WASHINGTON: All thorny issues were on the table when Finance Minister Ishaq Dar met US National Security Adviser H.R. McMaster at the White House on Tuesday afternoon for consultations which the minister hoped would improve the relations between the United States and Pakistan.
“These were very comprehensive talks,” said the minister. “Security, defence, regional issues, Pakistan-India relations, Kashmir, Afghanistan, you name it, we discussed it.”
Noting that it was the first official meeting in Washington between representatives of Pakistan and the Trump administration, Mr Dar said: “This is a composite discussion. All topics were discussed and very positively.”
‘Both sides aired their grievances at meeting’
The finance minister had to don a new cap, that of the prime minister’s special envoy, for the meeting, which obviously was not centred on financial issues.
“Friends do have complaints and differences (gilay-shikway), so we had them too, as did they,” said the minister in an obvious attempt to lower the intensity of his talks at the White House. But his remarks, and those of US sources contacted by Dawn, indicated that neither side showed any reluctance in putting forth their grievances. Yet, both maintained a cordial tone during the hour-long conversation.
Mr Dar had taken the ambassador as well as the Pakistan Embassy’s defence attache with him while Gen McMaster came with Lisa Curtis, who looks after South Asian affairs at the National Security Council, and another senior member of his staff with him.
Later, at a news briefing at the embassy the minister described the meeting as “very positive talks between two willing partners”, but conceded that there were “some irritants and stalemates” in the relationship. He also reminded the media representatives, eager to know the details of the talks, that the United States was still “one of Pakistan’s largest partners”, both politically and economically.
“We told them that we are committed to peace in the region,” said Mr Dar while explaining how Pakistan had launched Operation Zarb-i-Azb to eliminate terrorism from the tribal areas and Operation Radd-ul-Fasaad to eradicate it from the rest of the country.
“We have killed many high-value targets and lost thousands of precious lives,” he said. “No country has sacrificed more than Pakistan in the war against terror.”

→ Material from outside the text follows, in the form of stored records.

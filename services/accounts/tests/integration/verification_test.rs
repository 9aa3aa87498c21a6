use chrono::{Duration, Utc};

use gatehouse_accounts::error::AccountsServiceError;
use gatehouse_accounts::usecase::verification::{
    SendCodeInput, SendCodeUseCase, VerifyCodeInput, VerifyCodeUseCase,
};

use crate::helpers::{MockChannel, MockCodeRepo, test_code};

const IDENTITY: &str = "user@example.com";

fn send_input() -> SendCodeInput {
    SendCodeInput {
        identity: IDENTITY.to_owned(),
    }
}

#[tokio::test]
async fn should_issue_code_and_persist_row() {
    let repo = MockCodeRepo::empty();
    let rows = repo.rows_handle();
    let channel = MockChannel::working();
    let sent = channel.sent_handle();

    let uc = SendCodeUseCase {
        codes: repo,
        channel,
    };
    uc.execute(send_input()).await.unwrap();

    let sent = sent.lock().unwrap();
    assert_eq!(sent.len(), 1, "expected exactly one outbound message");
    assert_eq!(sent[0].0, IDENTITY);

    let rows = rows.lock().unwrap();
    assert_eq!(rows.len(), 1);
    let row = &rows[0];
    assert_eq!(row.code.len(), 6);
    assert!(row.code.chars().all(|c| c.is_ascii_digit()));
    assert_eq!(row.attempts, 1, "first issuance starts the counter at 1");
    assert_eq!(row.code, sent[0].1, "persisted code must match what went out");
}

#[tokio::test]
async fn should_reject_second_send_within_cooldown() {
    let mut existing = test_code(IDENTITY);
    existing.last_attempt_at = Utc::now() - Duration::seconds(30);

    let repo = MockCodeRepo::new(vec![existing.clone()]);
    let rows = repo.rows_handle();
    let uc = SendCodeUseCase {
        codes: repo,
        channel: MockChannel::working(),
    };

    let result = uc.execute(send_input()).await;
    assert!(
        matches!(result, Err(AccountsServiceError::CooldownActive)),
        "expected CooldownActive, got {result:?}"
    );

    // The stored code is untouched.
    assert_eq!(rows.lock().unwrap()[0].code, existing.code);
}

#[tokio::test]
async fn should_reject_sixth_send_within_window() {
    let mut existing = test_code(IDENTITY);
    existing.attempts = 5;
    existing.created_at = Utc::now() - Duration::hours(1);
    existing.last_attempt_at = Utc::now() - Duration::minutes(2);

    let uc = SendCodeUseCase {
        codes: MockCodeRepo::new(vec![existing]),
        channel: MockChannel::working(),
    };

    let result = uc.execute(send_input()).await;
    assert!(
        matches!(result, Err(AccountsServiceError::SendLimitReached)),
        "expected SendLimitReached, got {result:?}"
    );
}

#[tokio::test]
async fn should_restart_counter_after_window_elapsed() {
    let mut existing = test_code(IDENTITY);
    existing.attempts = 5;
    existing.created_at = Utc::now() - Duration::hours(25);
    existing.last_attempt_at = Utc::now() - Duration::hours(25);

    let repo = MockCodeRepo::new(vec![existing]);
    let rows = repo.rows_handle();
    let uc = SendCodeUseCase {
        codes: repo,
        channel: MockChannel::working(),
    };

    uc.execute(send_input()).await.unwrap();

    assert_eq!(rows.lock().unwrap()[0].attempts, 1);
}

#[tokio::test]
async fn should_increment_attempts_on_reissue() {
    let mut existing = test_code(IDENTITY);
    existing.attempts = 2;
    existing.created_at = Utc::now() - Duration::minutes(10);
    existing.last_attempt_at = Utc::now() - Duration::minutes(2);

    let repo = MockCodeRepo::new(vec![existing.clone()]);
    let rows = repo.rows_handle();
    let uc = SendCodeUseCase {
        codes: repo,
        channel: MockChannel::working(),
    };

    uc.execute(send_input()).await.unwrap();

    let rows = rows.lock().unwrap();
    assert_eq!(rows.len(), 1, "reissue overwrites the single row");
    assert_eq!(rows[0].attempts, 3);
    assert_ne!(rows[0].code, existing.code, "reissue generates a fresh code");
}

#[tokio::test]
async fn should_not_persist_code_when_delivery_fails() {
    let repo = MockCodeRepo::empty();
    let rows = repo.rows_handle();
    let uc = SendCodeUseCase {
        codes: repo,
        channel: MockChannel::failing(),
    };

    let result = uc.execute(send_input()).await;
    assert!(
        matches!(result, Err(AccountsServiceError::DeliveryFailed)),
        "expected DeliveryFailed, got {result:?}"
    );
    assert!(rows.lock().unwrap().is_empty());
}

#[tokio::test]
async fn should_reject_invalid_identity_without_sending() {
    let channel = MockChannel::rejecting();
    let sent = channel.sent_handle();
    let uc = SendCodeUseCase {
        codes: MockCodeRepo::empty(),
        channel,
    };

    let result = uc.execute(send_input()).await;
    assert!(
        matches!(result, Err(AccountsServiceError::InvalidIdentity)),
        "expected InvalidIdentity, got {result:?}"
    );
    assert!(sent.lock().unwrap().is_empty());
}

#[tokio::test]
async fn should_verify_and_consume_code() {
    let repo = MockCodeRepo::new(vec![test_code(IDENTITY)]);
    let rows = repo.rows_handle();
    let uc = VerifyCodeUseCase { codes: repo };

    uc.execute(VerifyCodeInput {
        identity: IDENTITY.to_owned(),
        code: "123456".to_owned(),
    })
    .await
    .unwrap();

    assert!(
        rows.lock().unwrap().is_empty(),
        "successful verification deletes the row"
    );
}

#[tokio::test]
async fn should_reject_repeat_verification_after_success() {
    let uc = VerifyCodeUseCase {
        codes: MockCodeRepo::new(vec![test_code(IDENTITY)]),
    };

    let input = || VerifyCodeInput {
        identity: IDENTITY.to_owned(),
        code: "123456".to_owned(),
    };
    uc.execute(input()).await.unwrap();

    let result = uc.execute(input()).await;
    assert!(
        matches!(result, Err(AccountsServiceError::CodeNotFound)),
        "expected CodeNotFound, got {result:?}"
    );
}

#[tokio::test]
async fn should_reject_expired_code() {
    let mut existing = test_code(IDENTITY);
    existing.created_at = Utc::now() - Duration::minutes(16);

    let repo = MockCodeRepo::new(vec![existing]);
    let rows = repo.rows_handle();
    let uc = VerifyCodeUseCase { codes: repo };

    let result = uc
        .execute(VerifyCodeInput {
            identity: IDENTITY.to_owned(),
            code: "123456".to_owned(),
        })
        .await;
    assert!(
        matches!(result, Err(AccountsServiceError::CodeExpired)),
        "expected CodeExpired, got {result:?}"
    );
    assert_eq!(rows.lock().unwrap().len(), 1, "expired row is not consumed");
}

#[tokio::test]
async fn should_reject_mismatched_code() {
    let repo = MockCodeRepo::new(vec![test_code(IDENTITY)]);
    let rows = repo.rows_handle();
    let uc = VerifyCodeUseCase { codes: repo };

    let result = uc
        .execute(VerifyCodeInput {
            identity: IDENTITY.to_owned(),
            code: "654321".to_owned(),
        })
        .await;
    assert!(
        matches!(result, Err(AccountsServiceError::CodeMismatch)),
        "expected CodeMismatch, got {result:?}"
    );
    assert_eq!(rows.lock().unwrap().len(), 1, "mismatch keeps the row");
}

#[tokio::test]
async fn should_reject_verification_for_unknown_identity() {
    let uc = VerifyCodeUseCase {
        codes: MockCodeRepo::empty(),
    };

    let result = uc
        .execute(VerifyCodeInput {
            identity: "nobody@example.com".to_owned(),
            code: "123456".to_owned(),
        })
        .await;
    assert!(matches!(result, Err(AccountsServiceError::CodeNotFound)));
}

When asked if the Americans had asked him to stop the alleged cross-border movement of militants from Pakistan into Afghanistan, Mr Dar said: “We will not allow our territory to be used against any country, but no other territory should be used against our territory either.”
Pressed for more information, he said “a third country should not use the Afghan territory against Pakistan” and recalled that attacks at the Army Public School, Peshawar, and recent attacks in Sehwan Sharif, Quetta and Karachi were carried out from sanctuaries inside Afghanistan.
The minister did not endorse or deny the suggestion that Pakistan was looking for an arrangement that would stop cross-border attacks on both sides of the Pak-Afghan border.
“We brought them to this [issue] because Pakistan believes that as its soil should not be used for attacking others, somebody else’s soil should also not be used against Pakistan. Anti-Pakistan elements should not have a free hand in Afghanistan.”
He said that Pakistan was moving forward “on a fast track” with its operations against terrorists and would not allow “those working against Pakistan’s interests, to use its territory or violate its sovereignty.”
“There will be no tolerance for such persons or groups,” he added.
Asked if the Americans also asked the Pakistani team to consider their demand for releasing Dr Shakil Afridi, who helped them locate Osama bin Laden, the minister said: “We cannot discuss certain things in public, not appropriate to do so. But this issue was discussed, cannot deny that.”
He did not say what was his team’s response to this demand but he assured the nation that the government would only do what was in the best national interest.
“We never compromise on national interests...,” he said.
Pakistan, he said, had “deep and strong” relations with both China and the US.